Wir haben uns die Ehrlichkeit verdient, auch einen kritischen Blick auf die Stärke Europas am Parkett der Weltpolitik zu werfen. Seit dem von Aufbruchsstimmung geprägten Jahr 1989 ist die Europäische Union von einer der führenden Wirtschaftsmächte der Welt gemessen am BIP zu Kaufkraftparität (heute ohne Großbritannien) hinter die USA und China gerutscht.

Europa droht eine beispiellose Deindustrialisierung mit schweren Folgen für Wohlstand und Sozialsystem. Viele Gründe dafür sind hausgemacht: Europa untergräbt seine internationale Wettbewerbsfähigkeit durch Überregulierung, bürokratische Auflagen und missionarischen Eifer, der den Bezug zur Realität zu verlieren scheint, wenn man etwa auf die Ausgestaltung des Lieferkettengesetzes blickt. Massive regulatorische Kosten, im internationalen Vergleich hohe Energiekosten, höhere Arbeits- und Kapitalkosten, langwierige Genehmigungsverfahren und allgemein schwierige Investitionsbedingungen – das alles ist eine enorme Belastung für Europas international agierende Unternehmen. Diese kommen vor allem aus dem Mittelstand und sind neben den Leitbetrieben das Wohlstands-Rückgrat Europas.

Wir brauchen dringend eine Kurskorrektur – für ein geeintes, souveränes und demokratisches Europa, das wirtschaftlich und politisch ein starker und selbstbewusster Akteur auf der Weltbühne ist. Dafür muss die Bewältigung der vielen Herausforderungen für unseren Wirtschaftsstandort in der kommenden EU-Legislaturperiode absolute Priorität für die EU-Kommission, die Mitgliedstaaten und das Europaparlament haben. Dazu gehören eine Strategie für sichere Energieversorgung, der gezielte Abbau regulatorischer Überforderung, Technologieoffenheit und eine starke Kapitalmarktunion.

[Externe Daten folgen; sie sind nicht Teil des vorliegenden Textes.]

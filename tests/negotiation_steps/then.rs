//! Then steps for negotiation BDD scenarios.

use super::world::NegotiationWorld;
use concord::{
    agent::{AgentName, TaskId},
    bus::domain::MessageType,
    negotiation::{domain::NegotiationStatus, services::NegotiationError},
};
use eyre::WrapErr;
use rstest_bdd_macros::then;

#[then(r#"the negotiation status is "{status}""#)]
fn negotiation_status(world: &NegotiationWorld, status: String) -> Result<(), eyre::Report> {
    let expected = NegotiationStatus::try_from(status.as_str()).wrap_err("parse status")?;
    let actual = world.session()?.status();
    if actual != expected {
        return Err(eyre::eyre!("expected status {expected}, found {actual}"));
    }
    Ok(())
}

#[then("the session message count is {count:usize}")]
fn session_message_count(world: &NegotiationWorld, count: usize) -> Result<(), eyre::Report> {
    let recorded = world.session()?.message_ids().len();
    if recorded != count {
        return Err(eyre::eyre!("expected {count} session messages, found {recorded}"));
    }
    Ok(())
}

#[then(r#"the respondent position is "{position}""#)]
fn respondent_position(world: &NegotiationWorld, position: String) -> Result<(), eyre::Report> {
    let session = world.session()?;
    let expected = Some(position);
    let actual = session.respondent_position().map(str::to_owned);
    if actual != expected {
        return Err(eyre::eyre!("expected position {expected:?}, found {actual:?}"));
    }
    Ok(())
}

#[then(r#""{agent}" has received the escalation"#)]
fn arbitrator_received_escalation(
    world: &NegotiationWorld,
    agent: String,
) -> Result<(), eyre::Report> {
    let arbitrator = AgentName::new(agent).wrap_err("parse arbitrator")?;
    let inbox = world
        .context
        .bus()
        .get_inbox(&arbitrator, None)
        .wrap_err("load arbitrator inbox")?;
    if !inbox
        .iter()
        .any(|message| message.kind() == MessageType::Escalate)
    {
        return Err(eyre::eyre!("{arbitrator} has no escalation message"));
    }
    Ok(())
}

#[then(r#"there are no open negotiations on "{task}""#)]
fn no_open_negotiations(world: &NegotiationWorld, task: String) -> Result<(), eyre::Report> {
    let task_id = TaskId::new(task).wrap_err("parse task id")?;
    let open = world
        .context
        .negotiations()
        .get_open_negotiations(&task_id)
        .wrap_err("list open negotiations")?;
    let count = open.len();
    if count > 0 {
        return Err(eyre::eyre!("expected no open negotiations, found {count}"));
    }
    Ok(())
}

#[then("the last call was rejected as already terminal")]
fn last_call_rejected(world: &NegotiationWorld) -> Result<(), eyre::Report> {
    match world.last_result.as_ref() {
        Some(Err(NegotiationError::AlreadyTerminal { .. })) => Ok(()),
        Some(Err(err)) => Err(eyre::eyre!("expected an already-terminal rejection, got {err}")),
        Some(Ok(session)) => Err(eyre::eyre!(
            "expected a rejection, but the call returned status {}",
            session.status()
        )),
        None => Err(eyre::eyre!("no negotiation call was made")),
    }
}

Wir sehen, dass sich auf europäischer Ebene aktuell einiges in Bewegung setzt – so ist auch der Bericht von Enrico Letta ein positives Signal, dass die Warnungen der europäischen Industrie verstanden wurden. Die Antwerpener Deklaration zur Industriepolitik ist dies ebenso. Die EU ist der größte Binnenmarkt der Welt und als solcher eine Erfolgsgeschichte, von der Länder wie Österreich massiv profitiert haben – jetzt müssen wir schnellstens ins Tun kommen, um jenes geeinte Europa zu erhalten und zu stärken, das den Geist der Pioniere des vor mehr als 30 Jahren durch den Vertrag von Maastricht gestarteten Friedensprojekts atmet, ihn gegen alle Herausforderungen der aktuellen Zeit konsequent und stark verteidigt und mit klugen Strategien die Chancen des ökologischen und technologischen Wandels nutzt. Die anstehenden EU-Wahlen geben uns allen die Möglichkeit, die dafür notwendige Kurskorrektur mit auf den Weg zu bringen. Die Zeit drängt.